— Task to complete —
Every line below containing the word "filters" should be found and copied.

Stored data entries:
━━━━━━

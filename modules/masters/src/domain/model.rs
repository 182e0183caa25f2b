//! Domain models for the master record store.

use std::fmt;
use std::str::FromStr;

use chrono::{DateTime, Utc};
use serde::{Deserialize, Serialize};
use uuid::Uuid;

use propdesk_http::PageParams;

/// Longest accepted display name.
pub const MAX_NAME_LEN: usize = 100;

/// Inclusive upper bound for `sort_order`.
pub const MAX_SORT_ORDER: i32 = 9999;

/// Discriminator for the logical master table a record belongs to.
/// Immutable after creation.
#[derive(Debug, Clone, Copy, PartialEq, Eq, Hash, Serialize, Deserialize)]
#[serde(rename_all = "snake_case")]
pub enum MasterKind {
    City,
    Location,
    Amenity,
    Floor,
    Tower,
    PropertyType,
    Room,
    Washroom,
}

impl MasterKind {
    pub const ALL: [MasterKind; 8] = [
        MasterKind::City,
        MasterKind::Location,
        MasterKind::Amenity,
        MasterKind::Floor,
        MasterKind::Tower,
        MasterKind::PropertyType,
        MasterKind::Room,
        MasterKind::Washroom,
    ];

    pub fn as_str(&self) -> &'static str {
        match self {
            Self::City => "city",
            Self::Location => "location",
            Self::Amenity => "amenity",
            Self::Floor => "floor",
            Self::Tower => "tower",
            Self::PropertyType => "property_type",
            Self::Room => "room",
            Self::Washroom => "washroom",
        }
    }

    /// Human label used in messages ("City", "Property type", ...).
    pub fn label(&self) -> &'static str {
        match self {
            Self::City => "City",
            Self::Location => "Location",
            Self::Amenity => "Amenity",
            Self::Floor => "Floor",
            Self::Tower => "Tower",
            Self::PropertyType => "Property type",
            Self::Room => "Room",
            Self::Washroom => "Washroom",
        }
    }

    /// Which payload family this kind carries.
    pub fn detail_family(&self) -> DetailFamily {
        match self {
            Self::City => DetailFamily::Geo,
            Self::Location => DetailFamily::Parent,
            Self::Amenity | Self::PropertyType => DetailFamily::Category,
            Self::Floor | Self::Tower | Self::Room | Self::Washroom => DetailFamily::Numeric,
        }
    }
}

impl fmt::Display for MasterKind {
    fn fmt(&self, f: &mut fmt::Formatter<'_>) -> fmt::Result {
        f.write_str(self.as_str())
    }
}

impl FromStr for MasterKind {
    type Err = ();

    fn from_str(s: &str) -> Result<Self, Self::Err> {
        match s {
            "city" => Ok(Self::City),
            "location" => Ok(Self::Location),
            "amenity" => Ok(Self::Amenity),
            "floor" => Ok(Self::Floor),
            "tower" => Ok(Self::Tower),
            "property_type" => Ok(Self::PropertyType),
            "room" => Ok(Self::Room),
            "washroom" => Ok(Self::Washroom),
            _ => Err(()),
        }
    }
}

/// Record lifecycle: `active ⇄ inactive`, either → `archived` (terminal).
#[derive(Debug, Clone, Copy, PartialEq, Eq, Hash, Serialize, Deserialize)]
#[serde(rename_all = "snake_case")]
pub enum RecordStatus {
    Active,
    Inactive,
    Archived,
}

impl RecordStatus {
    pub fn as_str(&self) -> &'static str {
        match self {
            Self::Active => "active",
            Self::Inactive => "inactive",
            Self::Archived => "archived",
        }
    }
}

impl fmt::Display for RecordStatus {
    fn fmt(&self, f: &mut fmt::Formatter<'_>) -> fmt::Result {
        f.write_str(self.as_str())
    }
}

impl FromStr for RecordStatus {
    type Err = ();

    fn from_str(s: &str) -> Result<Self, Self::Err> {
        match s {
            "active" => Ok(Self::Active),
            "inactive" => Ok(Self::Inactive),
            "archived" => Ok(Self::Archived),
            _ => Err(()),
        }
    }
}

/// A (longitude, latitude) pair. Serialized on the wire as a two-element
/// array, matching the stored `[lng, lat]` convention.
#[derive(Debug, Clone, Copy, PartialEq, Serialize, Deserialize)]
#[serde(from = "[f64; 2]", into = "[f64; 2]")]
pub struct GeoPoint {
    pub longitude: f64,
    pub latitude: f64,
}

impl From<[f64; 2]> for GeoPoint {
    fn from([longitude, latitude]: [f64; 2]) -> Self {
        Self {
            longitude,
            latitude,
        }
    }
}

impl From<GeoPoint> for [f64; 2] {
    fn from(p: GeoPoint) -> Self {
        [p.longitude, p.latitude]
    }
}

/// The payload family a kind stores alongside the common fields.
#[derive(Debug, Clone, Copy, PartialEq, Eq)]
pub enum DetailFamily {
    Geo,
    Parent,
    Category,
    Numeric,
}

/// City payload: geography.
#[derive(Debug, Clone, PartialEq, Serialize, Deserialize)]
pub struct GeoDetails {
    pub state: String,
    pub country: Option<String>,
    pub coordinates: Option<GeoPoint>,
    pub timezone: Option<String>,
    pub pin_codes: Vec<String>,
}

/// Location payload: link to its parent city.
#[derive(Debug, Clone, PartialEq, Eq, Serialize, Deserialize)]
pub struct ParentLink {
    pub parent_id: Uuid,
    /// Always [`MasterKind::City`]; stored explicitly so the reference is
    /// self-describing.
    pub parent_kind: MasterKind,
}

/// Amenity / property-type payload.
#[derive(Debug, Clone, PartialEq, Eq, Serialize, Deserialize)]
pub struct CategoryDetails {
    pub category: String,
    pub icon: Option<String>,
    pub color: Option<String>,
}

/// Floor / tower / room / washroom payload.
#[derive(Debug, Clone, PartialEq, Eq, Serialize, Deserialize)]
pub struct NumericDetails {
    /// Floor number, tower number, bedroom count or bathroom count.
    pub value: i32,
    pub display_name: Option<String>,
    pub unit: Option<String>,
    pub min_value: Option<i32>,
    pub max_value: Option<i32>,
}

/// Type-specific payload, one variant per detail family.
#[derive(Debug, Clone, PartialEq, Serialize, Deserialize)]
#[serde(rename_all = "snake_case")]
pub enum TypeDetails {
    Geo(GeoDetails),
    Parent(ParentLink),
    Category(CategoryDetails),
    Numeric(NumericDetails),
}

impl TypeDetails {
    pub fn family(&self) -> DetailFamily {
        match self {
            Self::Geo(_) => DetailFamily::Geo,
            Self::Parent(_) => DetailFamily::Parent,
            Self::Category(_) => DetailFamily::Category,
            Self::Numeric(_) => DetailFamily::Numeric,
        }
    }

    /// True when this payload is the right family for `kind`.
    pub fn matches(&self, kind: MasterKind) -> bool {
        self.family() == kind.detail_family()
    }

    pub fn as_geo(&self) -> Option<&GeoDetails> {
        match self {
            Self::Geo(g) => Some(g),
            _ => None,
        }
    }

    pub fn as_parent(&self) -> Option<&ParentLink> {
        match self {
            Self::Parent(p) => Some(p),
            _ => None,
        }
    }

    pub fn as_category(&self) -> Option<&CategoryDetails> {
        match self {
            Self::Category(c) => Some(c),
            _ => None,
        }
    }

    pub fn as_numeric(&self) -> Option<&NumericDetails> {
        match self {
            Self::Numeric(n) => Some(n),
            _ => None,
        }
    }
}

/// A master record: the common fields plus one kind-specific payload.
#[derive(Debug, Clone, PartialEq, Serialize, Deserialize)]
pub struct MasterRecord {
    pub id: Uuid,
    pub kind: MasterKind,
    pub name: String,
    pub description: Option<String>,
    pub code: Option<String>,
    pub status: RecordStatus,
    pub sort_order: i32,
    pub is_default: bool,
    pub is_popular: bool,
    pub metadata: serde_json::Map<String, serde_json::Value>,
    pub details: TypeDetails,
    pub created_at: DateTime<Utc>,
    pub updated_at: DateTime<Utc>,
}

/// Raw kind-specific fields as they arrive from the API, before the
/// adapter for the target kind has validated them into a [`TypeDetails`].
#[derive(Debug, Clone, Default, PartialEq)]
pub struct DetailsInput {
    // geo
    pub state: Option<String>,
    pub country: Option<String>,
    pub coordinates: Option<GeoPoint>,
    pub timezone: Option<String>,
    pub pin_codes: Option<Vec<String>>,
    // parent link
    pub parent_id: Option<Uuid>,
    // category
    pub category: Option<String>,
    pub icon: Option<String>,
    pub color: Option<String>,
    // numeric
    pub value: Option<i32>,
    pub display_name: Option<String>,
    pub unit: Option<String>,
    pub min_value: Option<i32>,
    pub max_value: Option<i32>,
}

/// Input for `create`. The kind comes from the adapter, never the caller.
#[derive(Debug, Clone, Default)]
pub struct NewMasterRecord {
    pub name: String,
    pub description: Option<String>,
    pub code: Option<String>,
    pub status: Option<RecordStatus>,
    pub sort_order: Option<i32>,
    pub is_default: Option<bool>,
    pub is_popular: Option<bool>,
    pub metadata: Option<serde_json::Map<String, serde_json::Value>>,
    pub details: DetailsInput,
}

/// Partial update. Absent fields are left untouched; the kind and the
/// system timestamps are never patchable.
#[derive(Debug, Clone, Default)]
pub struct MasterPatch {
    pub name: Option<String>,
    pub description: Option<String>,
    pub code: Option<String>,
    pub status: Option<RecordStatus>,
    pub sort_order: Option<i32>,
    pub is_default: Option<bool>,
    pub is_popular: Option<bool>,
    pub metadata: Option<serde_json::Map<String, serde_json::Value>>,
    pub details: DetailsInput,
}

impl MasterPatch {
    /// True when the patch carries no field at all.
    pub fn is_empty(&self) -> bool {
        self.name.is_none()
            && self.description.is_none()
            && self.code.is_none()
            && self.status.is_none()
            && self.sort_order.is_none()
            && self.is_default.is_none()
            && self.is_popular.is_none()
            && self.metadata.is_none()
            && self.details == DetailsInput::default()
    }
}

/// Sortable fields for listings.
#[derive(Debug, Clone, Copy, PartialEq, Eq, Default)]
pub enum SortField {
    #[default]
    SortOrder,
    Name,
    CreatedAt,
    UpdatedAt,
    Value,
}

impl FromStr for SortField {
    type Err = ();

    fn from_str(s: &str) -> Result<Self, Self::Err> {
        match s {
            "sortOrder" | "sort_order" => Ok(Self::SortOrder),
            "name" => Ok(Self::Name),
            "createdAt" | "created_at" => Ok(Self::CreatedAt),
            "updatedAt" | "updated_at" => Ok(Self::UpdatedAt),
            "value" | "numericValue" | "numeric_value" => Ok(Self::Value),
            _ => Err(()),
        }
    }
}

#[derive(Debug, Clone, Copy, PartialEq, Eq, Default)]
pub enum SortDir {
    #[default]
    Asc,
    Desc,
}

impl FromStr for SortDir {
    type Err = ();

    fn from_str(s: &str) -> Result<Self, Self::Err> {
        match s {
            "asc" | "ASC" => Ok(Self::Asc),
            "desc" | "DESC" => Ok(Self::Desc),
            _ => Err(()),
        }
    }
}

/// Listing filter set. Generic filters apply to every kind; the
/// type-specific ones are ignored by kinds they do not apply to.
#[derive(Debug, Clone, Default)]
pub struct MasterQuery {
    pub page: PageParams,
    /// Case-insensitive match against name, description, code and (for
    /// numeric kinds) display name.
    pub search: Option<String>,
    /// Explicit status filter. Archived records only show up when this is
    /// `Some(Archived)`.
    pub status: Option<RecordStatus>,
    pub is_default: Option<bool>,
    pub is_popular: Option<bool>,
    pub sort_by: SortField,
    pub sort_dir: SortDir,
    // type-specific filters
    pub parent_id: Option<Uuid>,
    pub category: Option<String>,
    pub min_value: Option<i32>,
    pub max_value: Option<i32>,
    pub unit: Option<String>,
    pub state: Option<String>,
    pub country: Option<String>,
    pub pin_code: Option<String>,
}

/// A `(key, count)` bucket in a statistics breakdown.
#[derive(Debug, Clone, PartialEq, Eq, Serialize)]
pub struct CountBucket {
    pub key: String,
    pub count: u64,
}

/// Min/max of the numeric value across non-archived records of a kind.
#[derive(Debug, Clone, Copy, PartialEq, Eq, Serialize)]
pub struct ValueBounds {
    pub min: i32,
    pub max: i32,
}

/// Statistics over the non-archived records of one kind.
#[derive(Debug, Clone, Default, Serialize)]
pub struct MasterStatistics {
    pub total: u64,
    pub active: u64,
    pub inactive: u64,
    pub popular: u64,
    pub defaults: u64,
    pub by_status: Vec<CountBucket>,
    /// Only populated for categorized kinds.
    pub by_category: Vec<CountBucket>,
    /// Only populated for numeric kinds with at least one record.
    pub value_bounds: Option<ValueBounds>,
}

/// City statistics: the generic set plus geographic breakdowns.
#[derive(Debug, Clone, Serialize)]
pub struct CityStatistics {
    #[serde(flatten)]
    pub base: MasterStatistics,
    pub by_state: Vec<CountBucket>,
    pub by_country: Vec<CountBucket>,
}

/// A record at a known distance from a query point.
#[derive(Debug, Clone, Serialize)]
pub struct NearbyRecord {
    pub record: MasterRecord,
    pub distance_km: f64,
}

#[cfg(test)]
mod tests {
    #![allow(clippy::unwrap_used, clippy::expect_used)]

    use super::*;

    #[test]
    fn kind_round_trips_through_str() {
        for kind in MasterKind::ALL {
            assert_eq!(kind.as_str().parse::<MasterKind>(), Ok(kind));
        }
    }

    #[test]
    fn detail_families_line_up() {
        assert_eq!(MasterKind::City.detail_family(), DetailFamily::Geo);
        assert_eq!(MasterKind::Location.detail_family(), DetailFamily::Parent);
        assert_eq!(MasterKind::Amenity.detail_family(), DetailFamily::Category);
        assert_eq!(
            MasterKind::PropertyType.detail_family(),
            DetailFamily::Category
        );
        for kind in [
            MasterKind::Floor,
            MasterKind::Tower,
            MasterKind::Room,
            MasterKind::Washroom,
        ] {
            assert_eq!(kind.detail_family(), DetailFamily::Numeric);
        }
    }

    #[test]
    fn geo_point_serializes_as_pair() {
        let p = GeoPoint {
            longitude: 73.85,
            latitude: 18.52,
        };
        let json = serde_json::to_value(p).expect("serialize");
        assert_eq!(json, serde_json::json!([73.85, 18.52]));

        let back: GeoPoint = serde_json::from_value(json).expect("deserialize");
        assert_eq!(back, p);
    }

    #[test]
    fn empty_patch_detected() {
        assert!(MasterPatch::default().is_empty());
        let patch = MasterPatch {
            name: Some("Pune".to_owned()),
            ..MasterPatch::default()
        };
        assert!(!patch.is_empty());
    }
}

━━━━━━

— Response to this task —
/// Listing filter set. Generic filters apply to every kind; the
    // type-specific filters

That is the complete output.